Have contingency funds

Covid-19 saw many taking pay-cuts and many also losing their jobs. It was a tough situation, but one which highlighted the significance of contingency funds or emergency reserves. Emergencies — job loss, calamities, sudden major expense, etc — can strike without warning and drain your finances. To prepare for such days, build up a contingency fund that’s about 12 months’ expenses including loan repayments. Keep this money secure in safe bank FDs or in post office deposits that you can easily access. Use the money only when there is an emergency.

Spend wisely, save well

The lockdowns and work-from-home saw many cut down on their non-essential lifestyle spends such as compulsive eating out, wardrobe changes and other retail bingeing. This helped some manage pay cuts, while others could save more and invest more. The lesson is crucial – it’s not just how much you earn but also how much you spend and save that determines your finances.

So, spend smartly and within limits. Budget your monthly expenses and keep track so that they don’t spin out of control. Various online money management tools can help you with this. Refrain from borrowing to spend on stuff that you don’t really need. Cut down on non-essential expenses. Keeping a tab on your spending can help you invest more.

Stay invested, keep investing

Those who panicked and sold stocks in the market crash of March might have regretted it by December when the bourses hit new highs. So would those waiting out the rally for an attractive entry point. Staying invested and continuing to invest regularly would have helped investors navigate the volatility well.

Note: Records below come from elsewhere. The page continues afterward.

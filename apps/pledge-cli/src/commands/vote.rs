// vote.rs — `pledge vote` and `pledge finalize`.

use clap::{Args, ValueEnum};
use pledge_ledger::GroupId;

use super::{describe_outcome, parse_goal_id, user_for, Context};

#[derive(Clone, Copy, Debug, ValueEnum)]
pub enum Choice {
    Yes,
    No,
}

#[derive(Args)]
pub struct VoteArgs {
    /// Goal ID.
    pub goal_id: String,
    /// Your decision.
    #[arg(value_enum)]
    pub choice: Choice,
    /// Chat identity of the voter.
    #[arg(long)]
    pub id: i64,
    /// Group the vote is cast from; must be the goal's group.
    #[arg(long)]
    pub group: i64,
}

pub fn execute(args: &VoteArgs, ctx: &Context) -> anyhow::Result<()> {
    let goal_id = parse_goal_id(&args.goal_id)?;
    let voter = user_for(&ctx.engine, args.id)?;
    let approve = matches!(args.choice, Choice::Yes);

    let outcome = ctx
        .engine
        .vote_and_finalize(goal_id, GroupId(args.group), voter.user_id, approve)?;
    match outcome {
        Some(outcome) => println!("{}", describe_outcome(&outcome)),
        None => println!("Vote recorded; the goal was already resolved."),
    }
    Ok(())
}

pub fn finalize(goal_id: &str, ctx: &Context) -> anyhow::Result<()> {
    let goal_id = parse_goal_id(goal_id)?;
    let group = ctx.engine.goal(goal_id)?.group;
    let outcome = ctx.engine.finalize(goal_id, group)?;
    println!("{}", describe_outcome(&outcome));
    Ok(())
}
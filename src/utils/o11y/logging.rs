//! Error-logging helpers.
//!
//! `log_error!` emits an ERROR event carrying both the display and debug forms
//! of an error. `as_error!` wraps it in a closure for `Result::inspect_err`:
//!
//! ```ignore
//! let consumer: StreamConsumer = client_config
//!     .create()
//!     .inspect_err(as_error!("failed to create consumer"))?;
//! ```

/// Log an error at the ERROR level with `error.message` and `error.details`.
#[macro_export]
macro_rules! log_error {
    ($error:expr, $($arg:tt)+) => {
        ::tracing::error!(
            error.message = %$error,
            error.details = ?$error,
            $($arg)+
        )
    };
}

/// Build a closure that logs its error argument, for use with `inspect_err`.
#[macro_export]
macro_rules! as_error {
    ($($arg:tt)+) => {
        |error| $crate::log_error!(error, $($arg)+)
    };
}

/// Log an error at the WARN level with `error.message` and `error.details`.
#[macro_export]
macro_rules! log_warning {
    ($error:expr, $($arg:tt)+) => {
        ::tracing::warn!(
            error.message = %$error,
            error.details = ?$error,
            $($arg)+
        )
    };
}

pub use crate::{as_error, log_error, log_warning};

For most folks, it is better and safer to invest through equity mutual funds than in stocks directly. Invest with a long-term perspective of at least five to seven years. Deploy money through the SIP (systematic investment plan) route rather than lump-sum. SIPs inculcate a disciplined, regular investing habit.

Importantly, don’t stop the SIP when the market is going through a rough patch. A weak market, in fact, works to the advantage of the long-term investor; you get more units of the mutual fund in a falling market. Keep increasing your SIP investments as and when you can. This will help you build a sizeable corpus for future goals, including retirement.

Also, don’t let your savings idle away in your savings bank account for just 3- 4 per cent annual return. Use the ‘sweep’ facility to transfer the idle money (over a minimum threshold) to fixed deposit accounts that offer better rates.

Diversify across assets

Don’t put all your eggs in one basket. Have investments across asset classes such as equity, debt and gold. Some assets do well in some years when others may not – this reduces the portfolio risk and optimises returns. For instance, gold outperformed in 2020, thanks to its safe haven reputation.

Decide on your asset allocation — your mix of investments across asset classes — based on your age, risk profile and circumstances. Don’t get greedy when an asset class rallies sharply. Rebalance the portfolio — buy and sell asset classes — as needed, to suit your desired asset allocation.

Nominate, make a Will

In the event of your passing away, your family must be able to access your assets without having to run from pillar to post. Keep your family informed about all your assets, liabilities, investments and insurance policies. Have nominations for your investments. Make a Will laying out how assets will be divided among family members; this key piece will help keep the peace.